# Exercise description
Lines below containing the word "base" should be copied out.

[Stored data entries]
.....

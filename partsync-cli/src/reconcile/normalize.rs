//! Key and text normalization for master and target sheets

use std::collections::HashSet;

use once_cell::sync::Lazy;
use regex::Regex;
use serde::Serialize;

use crate::error::{DataQualityWarning, ReconcileError};
use crate::table::{Table, Value};

static NON_KEY_CHARS: Lazy<Regex> =
    Lazy::new(|| Regex::new(r"[^A-Z0-9]").expect("static key pattern"));

static TEXT_NOISE: Lazy<Regex> =
    Lazy::new(|| Regex::new(r#"['"+ ]+"#).expect("static noise pattern"));

/// Canonical key form: uppercase, `[A-Z0-9]` only, null becomes ""
pub fn normalize_key(value: &Value) -> String {
    let upper = value.to_text().to_uppercase();
    NON_KEY_CHARS.replace_all(&upper, "").into_owned()
}

/// Canonical column-name form: trimmed, uppercase, spaces as underscores
pub fn normalize_column_name(name: &str) -> String {
    name.trim().to_uppercase().replace(' ', "_")
}

/// Strip quotes, plus signs and spaces from a text cell
pub fn clean_text(value: &Value) -> String {
    TEXT_NOISE
        .replace_all(&value.to_text(), "")
        .trim()
        .to_string()
}

/// Options for generic sheet normalization
#[derive(Debug, Clone, Copy, PartialEq, Eq)]
pub struct GenericOptions {
    /// Swap the first two columns (input layout convention)
    pub swap_leading_columns: bool,
}

impl Default for GenericOptions {
    fn default() -> Self {
        Self {
            swap_leading_columns: true,
        }
    }
}

/// What master normalization did
#[derive(Debug, Clone, PartialEq, Serialize)]
pub struct MasterCleaningStats {
    pub original_shape: (usize, usize),
    pub final_shape: (usize, usize),
    pub columns_renamed: Vec<String>,
    pub rows_with_null_key: usize,
    pub rows_dropped: usize,
    pub warnings: Vec<DataQualityWarning>,
}

/// What generic normalization did
#[derive(Debug, Clone, PartialEq, Serialize)]
pub struct GenericCleaningStats {
    pub original_shape: (usize, usize),
    pub final_shape: (usize, usize),
    pub columns_standardized: Vec<(String, String)>,
    pub columns_swapped: bool,
    pub string_columns_cleaned: usize,
}

/// Status marker counts before and after re-marking retired parts
#[derive(Debug, Clone, Default, PartialEq, Serialize)]
pub struct MasterInsights {
    pub total_records: usize,
    pub excluded_before: usize,
    pub intermediate_before: usize,
    pub zero_before: usize,
    pub excluded_after: usize,
    pub intermediate_after: usize,
    pub zero_after: usize,
    pub remarked: usize,
}

/// Canonicalize the master key column and drop rows without a key
///
/// The first column whose normalized name equals the key or one of `aliases`
/// is renamed to `key_column`. Every key cell is rewritten to its canonical
/// form and rows whose key ends up empty are removed.
pub fn normalize_master(
    table: &Table,
    key_column: &str,
    aliases: &[String],
) -> Result<(Table, MasterCleaningStats), ReconcileError> {
    let mut df = table.clone();
    let original_shape = df.shape();
    let mut columns_renamed = Vec::new();

    if !df.has_column(key_column) {
        let wanted: HashSet<String> = std::iter::once(key_column)
            .chain(aliases.iter().map(String::as_str))
            .map(normalize_column_name)
            .collect();

        let found = df
            .columns
            .iter()
            .find(|c| wanted.contains(&normalize_column_name(c)))
            .cloned();

        if let Some(old_name) = found {
            df.rename_column(&old_name, key_column);
            columns_renamed.push(format!("{} -> {}", old_name, key_column));
        }
    }

    df.require_column("master", key_column)?;

    let rows_with_null_key = df.column_values(key_column).filter(|v| v.is_null()).count();

    for row in &mut df.rows {
        let key = row
            .get(key_column)
            .map(normalize_key)
            .unwrap_or_default();
        row.insert(key_column.to_string(), Value::String(key));
    }

    let before = df.len();
    df.rows.retain(|row| {
        row.get(key_column)
            .and_then(Value::as_str)
            .is_some_and(|k| !k.is_empty())
    });
    let rows_dropped = before - df.len();

    let mut warnings = Vec::new();
    if rows_dropped > 0 {
        warnings.push(DataQualityWarning::RowsDroppedForEmptyKey {
            count: rows_dropped,
        });
    }
    if before > 0 && df.is_empty() {
        warnings.push(DataQualityWarning::AllKeysMissing {
            table: "master".to_string(),
            column: key_column.to_string(),
        });
    }
    for warning in &warnings {
        log::warn!("Master cleaning: {}", warning);
    }

    let stats = MasterCleaningStats {
        original_shape,
        final_shape: df.shape(),
        columns_renamed,
        rows_with_null_key,
        rows_dropped,
        warnings,
    };

    log::info!(
        "Master cleaning completed: {:?} -> {:?}, {} rows dropped",
        stats.original_shape,
        stats.final_shape,
        stats.rows_dropped
    );

    Ok((df, stats))
}

/// Standardize column names and clean every text column of a sheet
pub fn normalize_generic(table: &Table, options: GenericOptions) -> (Table, GenericCleaningStats) {
    let original_shape = table.shape();

    // Standardized names can collide ("Part No" / "PART NO"); later ones get a suffix
    let mut seen = HashSet::new();
    let mut renames = Vec::with_capacity(table.columns.len());
    for column in &table.columns {
        let base = normalize_column_name(column);
        let mut name = base.clone();
        let mut n = 2;
        while !seen.insert(name.clone()) {
            name = format!("{}_{}", base, n);
            n += 1;
        }
        renames.push((column.clone(), name));
    }

    let mut df = Table::new(renames.iter().map(|(_, new)| new.clone()).collect());
    for row in &table.rows {
        let record = renames
            .iter()
            .map(|(old, new)| (new.clone(), row.get(old).cloned().unwrap_or_default()))
            .collect();
        df.rows.push(record);
    }

    let mut columns_swapped = false;
    if options.swap_leading_columns && df.columns.len() >= 2 {
        columns_swapped = df.swap_columns(0, 1);
    }

    let text_columns: Vec<String> = df
        .columns
        .iter()
        .filter(|c| df.is_text_column(c))
        .cloned()
        .collect();

    for column in &text_columns {
        for row in &mut df.rows {
            let cleaned = row.get(column).map(clean_text).unwrap_or_default();
            row.insert(column.clone(), Value::String(cleaned));
        }
    }

    let stats = GenericCleaningStats {
        original_shape,
        final_shape: df.shape(),
        columns_standardized: renames,
        columns_swapped,
        string_columns_cleaned: text_columns.len(),
    };

    log::info!(
        "Generic cleaning completed: {} columns standardized, {} text columns cleaned, swapped={}",
        stats.columns_standardized.len(),
        stats.string_columns_cleaned,
        stats.columns_swapped
    );

    (df, stats)
}

/// Rename the underscore form of the key back to canonical and move it first
pub fn reposition_key(table: &Table, key_column: &str) -> Table {
    let mut df = table.clone();
    let alias = key_column.replace(' ', "_");

    if alias != key_column && !df.has_column(key_column) && df.has_column(&alias) {
        df.rename_column(&alias, key_column);
    }
    df.move_column(key_column, 0);
    df
}

/// Re-mark master rows whose key no longer appears in the target
///
/// Rows carrying `excluded` in `status_column` whose key is absent from the
/// target are switched to `intermediate`.
pub fn flag_retired_parts(
    master: &Table,
    target: &Table,
    key_column: &str,
    status_column: &str,
    excluded: &str,
    intermediate: &str,
) -> Result<(Table, MasterInsights), ReconcileError> {
    master.require_column("master", key_column)?;
    master.require_column("master", status_column)?;

    let mut df = master.clone();

    let target_keys: HashSet<String> = if target.has_column(key_column) {
        target
            .column_values(key_column)
            .filter(|v| !v.is_null())
            .map(normalize_key)
            .collect()
    } else {
        HashSet::new()
    };

    let count = |table: &Table, marker: &str| {
        table
            .column_values(status_column)
            .filter(|v| v.as_str() == Some(marker))
            .count()
    };

    let mut insights = MasterInsights {
        total_records: df.len(),
        excluded_before: count(&df, excluded),
        intermediate_before: count(&df, intermediate),
        zero_before: count(&df, "0"),
        ..Default::default()
    };

    for row in &mut df.rows {
        let key = row.get(key_column).map(normalize_key).unwrap_or_default();
        let is_excluded = row.get(status_column).and_then(Value::as_str) == Some(excluded);
        if is_excluded && !target_keys.contains(&key) {
            row.insert(status_column.to_string(), Value::from(intermediate));
            insights.remarked += 1;
        }
    }

    insights.excluded_after = count(&df, excluded);
    insights.intermediate_after = count(&df, intermediate);
    insights.zero_after = count(&df, "0");

    log::info!(
        "Master insights: {} of {} rows re-marked {} -> {}",
        insights.remarked,
        insights.total_records,
        excluded,
        intermediate
    );

    Ok((df, insights))
}

#[cfg(test)]
mod tests {
    use super::*;
    use serde_json::json;

    #[test]
    fn test_normalize_key() {
        assert_eq!(normalize_key(&Value::from("ab-12 ")), "AB12");
        assert_eq!(normalize_key(&Value::Null), "");
        assert_eq!(normalize_key(&Value::Int(7100)), "7100");
        assert_eq!(normalize_key(&Value::from("7116-4101.02")), "7116410102");
    }

    #[test]
    fn test_normalize_master_drops_empty_keys() {
        let master = Table::from_json_records(
            &["PN", "COL"],
            &json!([
                {"PN": "ab-12 ", "COL": "X"},
                {"PN": null, "COL": "D"},
                {"PN": "AB12", "COL": "0"},
            ]),
        );

        let (clean, stats) = normalize_master(&master, "PN", &[]).unwrap();

        let keys: Vec<_> = clean.column_values("PN").map(Value::to_text).collect();
        assert_eq!(keys, vec!["AB12", "AB12"]);
        assert_eq!(stats.rows_with_null_key, 1);
        assert_eq!(stats.rows_dropped, 1);
        assert_eq!(stats.original_shape, (3, 2));
        assert_eq!(stats.final_shape, (2, 2));
        assert_eq!(
            stats.warnings,
            vec![DataQualityWarning::RowsDroppedForEmptyKey { count: 1 }]
        );
    }

    #[test]
    fn test_normalize_master_is_idempotent() {
        let master = Table::from_json_records(
            &["PN", "COL"],
            &json!([{"PN": "x-1", "COL": "A"}, {"PN": "--", "COL": "B"}, {"PN": "y 2"}]),
        );
        let (once, _) = normalize_master(&master, "PN", &[]).unwrap();
        let (twice, stats) = normalize_master(&once, "PN", &[]).unwrap();
        assert_eq!(once, twice);
        assert_eq!(stats.rows_dropped, 0);
    }

    #[test]
    fn test_normalize_master_renames_alias() {
        let master = Table::from_json_records(
            &["Yazaki  pn", " yazaki pn ", "COL"],
            &json!([{" yazaki pn ": "a1", "COL": "X"}]),
        );

        let (clean, stats) =
            normalize_master(&master, "YAZAKI PN", &["YAZAKI_PN".to_string()]).unwrap();

        // Double space does not normalize to the alias, the second column does
        assert_eq!(clean.columns, vec!["Yazaki  pn", "YAZAKI PN", "COL"]);
        assert_eq!(stats.columns_renamed, vec![" yazaki pn  -> YAZAKI PN"]);
        assert_eq!(clean.get(0, "YAZAKI PN"), &Value::from("A1"));
    }

    #[test]
    fn test_normalize_master_missing_key_is_validation_error() {
        let master = Table::from_json_records(&["COL"], &json!([{"COL": "X"}]));
        let err = normalize_master(&master, "PN", &[]).unwrap_err();
        assert_eq!(
            err,
            ReconcileError::MissingColumn {
                table: "master".to_string(),
                column: "PN".to_string()
            }
        );
    }

    #[test]
    fn test_normalize_generic() {
        let target = Table::from_json_records(
            &["status code", " part number", "qty"],
            &json!([
                {"status code": " 'A' ", " part number": "+ab 12\"", "qty": 3},
                {"status code": null, " part number": "cd99", "qty": null},
            ]),
        );

        let (clean, stats) = normalize_generic(&target, GenericOptions::default());

        assert_eq!(clean.columns, vec!["PART_NUMBER", "STATUS_CODE", "QTY"]);
        assert!(stats.columns_swapped);
        assert_eq!(stats.string_columns_cleaned, 2);
        assert_eq!(clean.get(0, "PART_NUMBER"), &Value::from("ab12"));
        assert_eq!(clean.get(0, "STATUS_CODE"), &Value::from("A"));
        assert_eq!(clean.get(1, "STATUS_CODE"), &Value::from(""));
        // Numeric column is untouched
        assert_eq!(clean.get(0, "QTY"), &Value::Int(3));
        assert_eq!(clean.get(1, "QTY"), &Value::Null);
    }

    #[test]
    fn test_normalize_generic_swap_can_be_disabled() {
        let target = Table::from_json_records(&["a", "b", "c"], &json!([]));
        let (clean, stats) = normalize_generic(
            &target,
            GenericOptions {
                swap_leading_columns: false,
            },
        );
        assert_eq!(clean.columns, vec!["A", "B", "C"]);
        assert!(!stats.columns_swapped);
    }

    #[test]
    fn test_normalize_generic_single_column_not_swapped() {
        let target = Table::from_json_records(&["only"], &json!([{"only": "x"}]));
        let (clean, stats) = normalize_generic(&target, GenericOptions::default());
        assert_eq!(clean.columns, vec!["ONLY"]);
        assert!(!stats.columns_swapped);
    }

    #[test]
    fn test_normalize_generic_disambiguates_collisions() {
        let target = Table::from_json_records(
            &["Part No", "PART NO"],
            &json!([{"Part No": "a", "PART NO": "b"}]),
        );
        let (clean, _) = normalize_generic(
            &target,
            GenericOptions {
                swap_leading_columns: false,
            },
        );
        assert_eq!(clean.columns, vec!["PART_NO", "PART_NO_2"]);
        assert_eq!(clean.get(0, "PART_NO_2"), &Value::from("b"));
    }

    #[test]
    fn test_reposition_key() {
        let target = Table::from_json_records(
            &["STATUS", "PART_NUMBER", "QTY"],
            &json!([{"STATUS": "A", "PART_NUMBER": "AB12", "QTY": 1}]),
        );
        let moved = reposition_key(&target, "PART NUMBER");
        assert_eq!(moved.columns, vec!["PART NUMBER", "STATUS", "QTY"]);
        assert_eq!(moved.get(0, "PART NUMBER"), &Value::from("AB12"));
    }

    #[test]
    fn test_flag_retired_parts() {
        let master = Table::from_json_records(
            &["PN", "COL"],
            &json!([
                {"PN": "AB12", "COL": "X"},
                {"PN": "CD99", "COL": "X"},
                {"PN": "EF01", "COL": "0"},
            ]),
        );
        let target = Table::from_json_records(&["PN"], &json!([{"PN": "ab-12"}]));

        let (flagged, insights) =
            flag_retired_parts(&master, &target, "PN", "COL", "X", "D").unwrap();

        assert_eq!(flagged.get(0, "COL"), &Value::from("X"));
        assert_eq!(flagged.get(1, "COL"), &Value::from("D"));
        assert_eq!(flagged.get(2, "COL"), &Value::from("0"));
        assert_eq!(insights.remarked, 1);
        assert_eq!(insights.excluded_before, 2);
        assert_eq!(insights.excluded_after, 1);
        assert_eq!(insights.intermediate_after, 1);
        assert_eq!(insights.zero_after, 1);
    }
}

.....

# Expected answer
        let base = normalize_column_name(column);
        let mut name = base.clone();
            name = format!("{}_{}", base, n);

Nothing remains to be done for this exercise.